Dataset records

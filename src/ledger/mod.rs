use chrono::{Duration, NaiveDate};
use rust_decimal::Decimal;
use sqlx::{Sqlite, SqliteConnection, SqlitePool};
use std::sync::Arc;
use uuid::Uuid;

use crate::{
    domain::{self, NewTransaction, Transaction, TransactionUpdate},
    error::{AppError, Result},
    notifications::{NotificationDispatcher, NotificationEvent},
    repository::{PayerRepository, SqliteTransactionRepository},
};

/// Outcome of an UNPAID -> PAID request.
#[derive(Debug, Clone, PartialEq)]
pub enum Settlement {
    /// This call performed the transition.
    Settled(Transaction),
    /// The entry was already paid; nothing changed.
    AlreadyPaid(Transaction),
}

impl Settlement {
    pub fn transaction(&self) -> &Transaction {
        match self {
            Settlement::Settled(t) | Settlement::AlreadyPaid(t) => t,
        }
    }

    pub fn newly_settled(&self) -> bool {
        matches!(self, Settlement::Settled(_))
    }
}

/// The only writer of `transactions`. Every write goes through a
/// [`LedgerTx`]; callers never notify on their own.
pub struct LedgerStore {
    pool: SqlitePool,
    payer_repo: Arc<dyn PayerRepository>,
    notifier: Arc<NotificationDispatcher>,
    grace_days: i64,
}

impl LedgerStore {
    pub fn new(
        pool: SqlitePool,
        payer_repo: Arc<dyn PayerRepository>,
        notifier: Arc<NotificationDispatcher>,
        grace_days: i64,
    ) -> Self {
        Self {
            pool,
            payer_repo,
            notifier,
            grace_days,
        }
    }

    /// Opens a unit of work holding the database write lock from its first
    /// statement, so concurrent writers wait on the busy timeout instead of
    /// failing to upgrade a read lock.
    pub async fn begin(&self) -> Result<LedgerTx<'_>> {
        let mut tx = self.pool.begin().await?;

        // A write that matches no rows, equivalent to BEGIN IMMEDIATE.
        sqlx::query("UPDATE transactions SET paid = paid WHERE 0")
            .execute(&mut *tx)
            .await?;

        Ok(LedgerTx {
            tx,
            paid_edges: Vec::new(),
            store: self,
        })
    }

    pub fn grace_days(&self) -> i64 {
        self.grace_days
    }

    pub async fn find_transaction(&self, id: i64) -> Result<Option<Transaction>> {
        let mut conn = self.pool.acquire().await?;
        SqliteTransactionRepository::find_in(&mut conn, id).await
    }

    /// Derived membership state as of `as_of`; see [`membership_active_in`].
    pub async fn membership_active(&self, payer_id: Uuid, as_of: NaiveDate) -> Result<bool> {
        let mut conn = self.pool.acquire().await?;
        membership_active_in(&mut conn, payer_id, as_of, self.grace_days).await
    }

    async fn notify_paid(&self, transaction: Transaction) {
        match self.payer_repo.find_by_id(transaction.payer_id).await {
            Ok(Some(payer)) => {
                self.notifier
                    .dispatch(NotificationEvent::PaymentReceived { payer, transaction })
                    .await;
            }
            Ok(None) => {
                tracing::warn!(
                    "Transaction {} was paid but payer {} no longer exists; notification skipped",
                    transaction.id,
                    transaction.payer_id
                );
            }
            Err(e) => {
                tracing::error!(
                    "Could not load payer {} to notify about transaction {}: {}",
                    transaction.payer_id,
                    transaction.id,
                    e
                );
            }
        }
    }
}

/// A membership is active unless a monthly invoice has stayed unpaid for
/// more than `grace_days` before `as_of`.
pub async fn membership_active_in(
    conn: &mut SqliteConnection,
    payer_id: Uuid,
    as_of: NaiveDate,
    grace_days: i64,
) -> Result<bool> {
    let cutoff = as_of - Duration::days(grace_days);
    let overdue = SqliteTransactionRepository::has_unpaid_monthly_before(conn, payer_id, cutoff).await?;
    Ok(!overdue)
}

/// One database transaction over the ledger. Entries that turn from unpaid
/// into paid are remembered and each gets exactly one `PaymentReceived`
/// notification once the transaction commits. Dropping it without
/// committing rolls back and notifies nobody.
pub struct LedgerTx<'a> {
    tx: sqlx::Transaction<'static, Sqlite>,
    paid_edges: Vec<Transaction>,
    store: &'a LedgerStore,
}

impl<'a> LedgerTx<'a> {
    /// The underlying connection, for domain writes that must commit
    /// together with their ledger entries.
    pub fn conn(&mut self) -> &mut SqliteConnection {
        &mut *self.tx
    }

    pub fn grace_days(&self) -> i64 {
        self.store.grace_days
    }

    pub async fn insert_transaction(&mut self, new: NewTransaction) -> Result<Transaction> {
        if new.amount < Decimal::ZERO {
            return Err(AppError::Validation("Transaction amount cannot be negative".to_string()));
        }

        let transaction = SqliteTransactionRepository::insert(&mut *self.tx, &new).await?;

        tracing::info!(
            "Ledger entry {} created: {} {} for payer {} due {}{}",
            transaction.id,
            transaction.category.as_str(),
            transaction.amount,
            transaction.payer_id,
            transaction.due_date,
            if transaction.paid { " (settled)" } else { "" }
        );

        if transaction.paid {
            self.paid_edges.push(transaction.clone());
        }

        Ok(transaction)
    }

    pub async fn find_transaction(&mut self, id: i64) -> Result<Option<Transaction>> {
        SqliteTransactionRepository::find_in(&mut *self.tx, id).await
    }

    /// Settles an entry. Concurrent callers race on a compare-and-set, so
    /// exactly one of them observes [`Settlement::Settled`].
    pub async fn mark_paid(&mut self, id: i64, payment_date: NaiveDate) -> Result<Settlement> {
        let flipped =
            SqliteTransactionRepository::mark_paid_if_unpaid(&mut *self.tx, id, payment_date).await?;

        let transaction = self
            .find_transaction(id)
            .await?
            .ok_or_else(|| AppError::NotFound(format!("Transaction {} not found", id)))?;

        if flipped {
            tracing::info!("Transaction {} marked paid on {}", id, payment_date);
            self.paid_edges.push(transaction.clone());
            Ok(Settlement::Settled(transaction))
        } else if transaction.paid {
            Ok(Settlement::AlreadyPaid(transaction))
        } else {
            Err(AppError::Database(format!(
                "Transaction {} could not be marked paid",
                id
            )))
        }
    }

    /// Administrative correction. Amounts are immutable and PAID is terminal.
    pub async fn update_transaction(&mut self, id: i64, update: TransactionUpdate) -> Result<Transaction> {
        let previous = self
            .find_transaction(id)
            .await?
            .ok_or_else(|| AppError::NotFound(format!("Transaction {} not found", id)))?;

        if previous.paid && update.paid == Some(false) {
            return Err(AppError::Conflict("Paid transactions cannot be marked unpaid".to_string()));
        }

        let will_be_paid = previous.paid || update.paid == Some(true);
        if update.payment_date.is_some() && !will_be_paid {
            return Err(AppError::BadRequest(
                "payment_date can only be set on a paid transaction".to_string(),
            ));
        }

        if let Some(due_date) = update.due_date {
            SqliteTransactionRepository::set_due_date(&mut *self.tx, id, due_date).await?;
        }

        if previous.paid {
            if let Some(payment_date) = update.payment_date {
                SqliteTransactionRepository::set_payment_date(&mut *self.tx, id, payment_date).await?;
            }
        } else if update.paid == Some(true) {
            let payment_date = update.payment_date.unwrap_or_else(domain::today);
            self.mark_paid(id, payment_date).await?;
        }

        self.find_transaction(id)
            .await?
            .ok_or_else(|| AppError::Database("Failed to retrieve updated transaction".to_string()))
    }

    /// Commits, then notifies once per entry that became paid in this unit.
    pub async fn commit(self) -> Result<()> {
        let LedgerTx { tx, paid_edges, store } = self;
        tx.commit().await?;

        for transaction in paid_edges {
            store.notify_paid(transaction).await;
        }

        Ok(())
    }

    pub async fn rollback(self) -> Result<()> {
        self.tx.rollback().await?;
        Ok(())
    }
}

Problem statement: Filter the records, keeping only lines that contain "Decimal", and show those lines.

Answer for this exercise:
use rust_decimal::Decimal;
        if new.amount < Decimal::ZERO {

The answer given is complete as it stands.